Horticulture Research 10,
Article number: uhac229 (2023)
Views: 436

Received: 13 May 2022
Accepted: 30 Sep 2022
Published online: 11 Oct 2022


Tomato (Solanum lycopersicum) is the most valuable fruit and horticultural crop species worldwide. Compared with the fruits of their progenitors, those of modern tomato cultivars are, however, often described as having unsatisfactory taste or lacking flavor. The flavor of a tomato fruit arises from a complex mix of tastes and volatile metabolites, including sugars, acids, amino acids, and various volatiles. However, considerable differences in fruit flavor occur among tomato varieties, resulting in mixed consumer experiences. While tomato breeding has traditionally been driven by the desire for continual increases in yield and the introduction of traits that provide a long shelf-life, consumers are prepared to pay a reasonable premium for taste.

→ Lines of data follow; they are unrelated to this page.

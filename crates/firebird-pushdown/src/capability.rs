//! Versioned capability model.
//!
//! One canonical table per object kind lists everything that can be sent to
//! the remote engine. Each entry records the Firebird version that introduced
//! it and the rendering rule the generator applies, so an approved capability
//! cannot exist without a way to print it.

use crate::expressions::{ArrayLiteral, Expression, Literal, RelationId, SqlType};
use crate::version::RemoteVersion;
use serde::{Deserialize, Serialize};
use std::collections::HashMap;
use std::sync::LazyLock;

/// Inputs the walker needs besides the expression tree itself.
#[derive(Debug, Clone, Copy, PartialEq, Eq, Serialize, Deserialize)]
pub struct CapabilityContext {
    /// Negotiated remote engine version
    pub version: RemoteVersion,
    /// Relation currently being planned
    pub relation: RelationId,
    /// Legacy integer-boolean emulation enabled for the relation's server.
    /// Before Firebird 3.0 boolean tests are pushed only over such columns.
    pub implicit_bool_type: bool,
    /// When false, every predicate is evaluated locally
    pub pushdown_enabled: bool,
}

impl CapabilityContext {
    pub fn new(version: RemoteVersion, relation: RelationId) -> Self {
        Self {
            version,
            relation,
            implicit_bool_type: false,
            pushdown_enabled: true,
        }
    }
}

/// Accepted argument count of a function.
#[derive(Debug, Clone, Copy, PartialEq, Eq)]
pub struct Arity {
    pub min: usize,
    /// `None` means unbounded
    pub max: Option<usize>,
}

impl Arity {
    pub const fn exact(n: usize) -> Self {
        Self {
            min: n,
            max: Some(n),
        }
    }

    pub const fn range(min: usize, max: usize) -> Self {
        Self {
            min,
            max: Some(max),
        }
    }

    pub const fn variadic(min: usize) -> Self {
        Self { min, max: None }
    }

    pub fn matches(&self, count: usize) -> bool {
        count >= self.min && self.max.map_or(true, |max| count <= max)
    }
}

/// Extra argument constraints beyond arity
#[derive(Debug, Clone, Copy, PartialEq, Eq)]
pub enum ArgumentShape {
    Any,
    /// Every argument after the first is a non-null integer literal
    IntegerLiteralTail,
}

impl ArgumentShape {
    fn accepts(self, args: &[Expression]) -> bool {
        match self {
            ArgumentShape::Any => true,
            ArgumentShape::IntegerLiteralTail => args.iter().skip(1).all(|arg| {
                matches!(
                    arg,
                    Expression::Literal(Literal { ty, value: Some(_) }) if ty.is_integer()
                )
            }),
        }
    }
}

/// How an approved operator is printed
#[derive(Debug, Clone, Copy, PartialEq, Eq)]
pub enum OperatorRendering {
    /// `(left SYMBOL right)`
    Infix(&'static str),
    /// `(LOWER(left) [NOT] LIKE LOWER(right))`
    CaseInsensitiveLike { negated: bool },
    /// `(NAME(left, right))`
    Function(&'static str),
}

#[derive(Debug, Clone, Copy, PartialEq, Eq)]
pub enum TrimSide {
    Leading,
    Trailing,
}

impl TrimSide {
    pub fn keyword(self) -> &'static str {
        match self {
            TrimSide::Leading => "LEADING",
            TrimSide::Trailing => "TRAILING",
        }
    }
}

/// How an approved function call is printed
#[derive(Debug, Clone, Copy, PartialEq, Eq)]
pub enum FunctionRendering {
    /// `NAME(arg, ...)`
    Call(&'static str),
    /// `LOG10(x)` with one argument, `LOG(b, x)` with two
    Logarithm,
    /// `(a || b || ...)`
    Concat,
    /// `POSITION(needle IN haystack)`, argument indexes normalized per call form
    Position { haystack: usize, needle: usize },
    /// `SUBSTRING(s FROM n [FOR m])`
    Substring,
    /// `TRIM(LEADING|TRAILING [chars] FROM s)`
    Trim(TrimSide),
    /// `OVERLAY(s PLACING r FROM n [FOR m])`
    Overlay,
}

#[derive(Debug, Clone, Copy, PartialEq, Eq)]
pub struct OperatorCapability {
    /// Host operator symbol
    pub name: &'static str,
    pub since: RemoteVersion,
    pub rendering: OperatorRendering,
}

#[derive(Debug, Clone, Copy, PartialEq, Eq)]
pub struct FunctionCapability {
    /// Host function name
    pub name: &'static str,
    pub since: RemoteVersion,
    pub arity: Arity,
    pub shape: ArgumentShape,
    pub rendering: FunctionRendering,
}

impl FunctionCapability {
    pub fn accepts(&self, args: &[Expression], version: RemoteVersion) -> bool {
        version >= self.since && self.arity.matches(args.len()) && self.shape.accepts(args)
    }
}

const fn op(name: &'static str, since: RemoteVersion, rendering: OperatorRendering) -> OperatorCapability {
    OperatorCapability {
        name,
        since,
        rendering,
    }
}

const fn call(
    name: &'static str,
    since: RemoteVersion,
    arity: Arity,
    remote: &'static str,
) -> FunctionCapability {
    FunctionCapability {
        name,
        since,
        arity,
        shape: ArgumentShape::Any,
        rendering: FunctionRendering::Call(remote),
    }
}

const fn special(
    name: &'static str,
    since: RemoteVersion,
    arity: Arity,
    rendering: FunctionRendering,
) -> FunctionCapability {
    FunctionCapability {
        name,
        since,
        arity,
        shape: ArgumentShape::Any,
        rendering,
    }
}

/// Every operator that can be pushed down
pub const OPERATOR_CAPABILITIES: &[OperatorCapability] = &[
    op("=", RemoteVersion::V1_5, OperatorRendering::Infix("=")),
    op("<>", RemoteVersion::V1_5, OperatorRendering::Infix("<>")),
    op(">", RemoteVersion::V1_5, OperatorRendering::Infix(">")),
    op("<", RemoteVersion::V1_5, OperatorRendering::Infix("<")),
    op(">=", RemoteVersion::V1_5, OperatorRendering::Infix(">=")),
    op("<=", RemoteVersion::V1_5, OperatorRendering::Infix("<=")),
    op("~~", RemoteVersion::V1_5, OperatorRendering::Infix("LIKE")),
    op("!~~", RemoteVersion::V1_5, OperatorRendering::Infix("NOT LIKE")),
    op(
        "~~*",
        RemoteVersion::V1_5,
        OperatorRendering::CaseInsensitiveLike { negated: false },
    ),
    op(
        "!~~*",
        RemoteVersion::V1_5,
        OperatorRendering::CaseInsensitiveLike { negated: true },
    ),
    op("<<", RemoteVersion::V2_1, OperatorRendering::Function("BIN_SHL")),
    op(">>", RemoteVersion::V2_1, OperatorRendering::Function("BIN_SHR")),
];

/// `IS DISTINCT FROM` is available from Firebird 2.0, over equality only
pub const DISTINCT_SINCE: RemoteVersion = RemoteVersion::V2_0;

/// Every function that can be pushed down
pub const FUNCTION_CAPABILITIES: &[FunctionCapability] = &[
    // 1.5
    special("concat", RemoteVersion::V1_5, Arity::variadic(1), FunctionRendering::Concat),
    call("coalesce", RemoteVersion::V1_5, Arity::variadic(2), "COALESCE"),
    // 2.0
    call("bit_length", RemoteVersion::V2_0, Arity::exact(1), "BIT_LENGTH"),
    call("char_length", RemoteVersion::V2_0, Arity::exact(1), "CHAR_LENGTH"),
    call("character_length", RemoteVersion::V2_0, Arity::exact(1), "CHARACTER_LENGTH"),
    call("lower", RemoteVersion::V2_0, Arity::exact(1), "LOWER"),
    call("octet_length", RemoteVersion::V2_0, Arity::exact(1), "OCTET_LENGTH"),
    call("upper", RemoteVersion::V2_0, Arity::exact(1), "UPPER"),
    FunctionCapability {
        name: "substring",
        since: RemoteVersion::V2_0,
        arity: Arity::range(2, 3),
        shape: ArgumentShape::IntegerLiteralTail,
        rendering: FunctionRendering::Substring,
    },
    // 2.1
    call("abs", RemoteVersion::V2_1, Arity::exact(1), "ABS"),
    call("acos", RemoteVersion::V2_1, Arity::exact(1), "ACOS"),
    call("asin", RemoteVersion::V2_1, Arity::exact(1), "ASIN"),
    call("atan", RemoteVersion::V2_1, Arity::exact(1), "ATAN"),
    call("atan2", RemoteVersion::V2_1, Arity::exact(2), "ATAN2"),
    call("ceil", RemoteVersion::V2_1, Arity::exact(1), "CEIL"),
    call("ceiling", RemoteVersion::V2_1, Arity::exact(1), "CEILING"),
    call("cos", RemoteVersion::V2_1, Arity::exact(1), "COS"),
    call("cot", RemoteVersion::V2_1, Arity::exact(1), "COT"),
    call("exp", RemoteVersion::V2_1, Arity::exact(1), "EXP"),
    call("floor", RemoteVersion::V2_1, Arity::exact(1), "FLOOR"),
    special("ltrim", RemoteVersion::V2_1, Arity::range(1, 2), FunctionRendering::Trim(TrimSide::Leading)),
    call("length", RemoteVersion::V2_1, Arity::exact(1), "CHAR_LENGTH"),
    special("log", RemoteVersion::V2_1, Arity::range(1, 2), FunctionRendering::Logarithm),
    call("mod", RemoteVersion::V2_1, Arity::exact(2), "MOD"),
    call("nullif", RemoteVersion::V2_1, Arity::exact(2), "NULLIF"),
    special("overlay", RemoteVersion::V2_1, Arity::range(3, 4), FunctionRendering::Overlay),
    special(
        "position",
        RemoteVersion::V2_1,
        Arity::exact(2),
        FunctionRendering::Position { haystack: 0, needle: 1 },
    ),
    call("pow", RemoteVersion::V2_1, Arity::exact(2), "POWER"),
    call("power", RemoteVersion::V2_1, Arity::exact(2), "POWER"),
    call("reverse", RemoteVersion::V2_1, Arity::exact(1), "REVERSE"),
    special("rtrim", RemoteVersion::V2_1, Arity::range(1, 2), FunctionRendering::Trim(TrimSide::Trailing)),
    call("sign", RemoteVersion::V2_1, Arity::exact(1), "SIGN"),
    call("sin", RemoteVersion::V2_1, Arity::exact(1), "SIN"),
    call("sqrt", RemoteVersion::V2_1, Arity::exact(1), "SQRT"),
    special(
        "strpos",
        RemoteVersion::V2_1,
        Arity::exact(2),
        FunctionRendering::Position { haystack: 0, needle: 1 },
    ),
    call("tan", RemoteVersion::V2_1, Arity::exact(1), "TAN"),
    call("trunc", RemoteVersion::V2_1, Arity::range(1, 2), "TRUNC"),
    // 2.5
    call("lpad", RemoteVersion::V2_5, Arity::range(2, 3), "LPAD"),
    call("rpad", RemoteVersion::V2_5, Arity::range(2, 3), "RPAD"),
];

static OPERATORS_BY_NAME: LazyLock<HashMap<&'static str, &'static OperatorCapability>> =
    LazyLock::new(|| OPERATOR_CAPABILITIES.iter().map(|c| (c.name, c)).collect());

static FUNCTIONS_BY_NAME: LazyLock<HashMap<&'static str, &'static FunctionCapability>> =
    LazyLock::new(|| FUNCTION_CAPABILITIES.iter().map(|c| (c.name, c)).collect());

/// Table entry for a host operator, regardless of version
pub fn operator_capability(name: &str) -> Option<&'static OperatorCapability> {
    OPERATORS_BY_NAME.get(name).copied()
}

/// Table entry for a host function, regardless of version
pub fn function_capability(name: &str) -> Option<&'static FunctionCapability> {
    FUNCTIONS_BY_NAME.get(name).copied()
}

/// Whether a built-in binary operator can be sent to this remote version
pub fn can_translate_operator(name: &str, version: RemoteVersion) -> bool {
    operator_capability(name).is_some_and(|c| version >= c.since)
}

/// Whether a distinct-comparison over this operator can be sent
pub fn can_translate_distinct(name: &str, version: RemoteVersion) -> bool {
    name == "=" && version >= DISTINCT_SINCE
}

/// Whether a built-in function call with these arguments can be sent
pub fn can_translate_function(name: &str, args: &[Expression], version: RemoteVersion) -> bool {
    function_capability(name).is_some_and(|c| c.accepts(args, version))
}

/// Whether values of this type have a faithful remote representation
pub fn can_translate_type(ty: SqlType) -> bool {
    matches!(
        ty,
        SqlType::Text
            | SqlType::Char
            | SqlType::Bpchar
            | SqlType::Varchar
            | SqlType::Name
            | SqlType::Int2
            | SqlType::Int4
            | SqlType::Int8
            | SqlType::Float4
            | SqlType::Float8
            | SqlType::Numeric
            | SqlType::Date
            | SqlType::Time
            | SqlType::Timestamp
    )
}

/// Whether a literal can be printed in the remote dialect.
///
/// NULL is always printable. Boolean literals need a native boolean type.
pub fn can_translate_literal(literal: &Literal, version: RemoteVersion) -> bool {
    let Some(value) = literal.value.as_deref() else {
        return true;
    };
    match literal.ty {
        SqlType::Bool => version.has_native_boolean(),
        SqlType::Oid | SqlType::Bit | SqlType::Varbit => false,
        ty if ty.is_numeric() => !is_non_finite_number(value),
        _ => true,
    }
}

/// Whether elements of an IN-list array can be printed
pub fn can_translate_array_element(ty: SqlType, version: RemoteVersion) -> bool {
    can_translate_type(ty) || (ty == SqlType::Bool && version.has_native_boolean())
}

/// Whether a whole IN-list array can be printed, element values included
pub fn can_translate_array(array: &ArrayLiteral, version: RemoteVersion) -> bool {
    can_translate_array_element(array.element_type, version)
        && (!array.element_type.is_numeric()
            || !array.elements.iter().flatten().any(|v| is_non_finite_number(v)))
}

/// `NaN`, `Infinity` and `-Infinity` in the host's spelling. Firebird has no
/// literal for them and would read the bare word as an identifier.
pub fn is_non_finite_number(value: &str) -> bool {
    let unsigned = value.trim().trim_start_matches(['+', '-']);
    ["nan", "infinity", "inf"]
        .iter()
        .any(|special| unsigned.eq_ignore_ascii_case(special))
}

Therefore, it is necessary to characterize preferences of tomato flavor and to define its underlying genetic basis. Here, we review recent conceptual and technological advances that have rendered this more feasible, including multi-omics-based QTL and association analyses, along with the use of trained testing panels, and machine learning approaches. This review proposes how the comprehensive datasets compiled to date could allow a precise rational design of tomato germplasm resources with improved organoleptic quality for the future.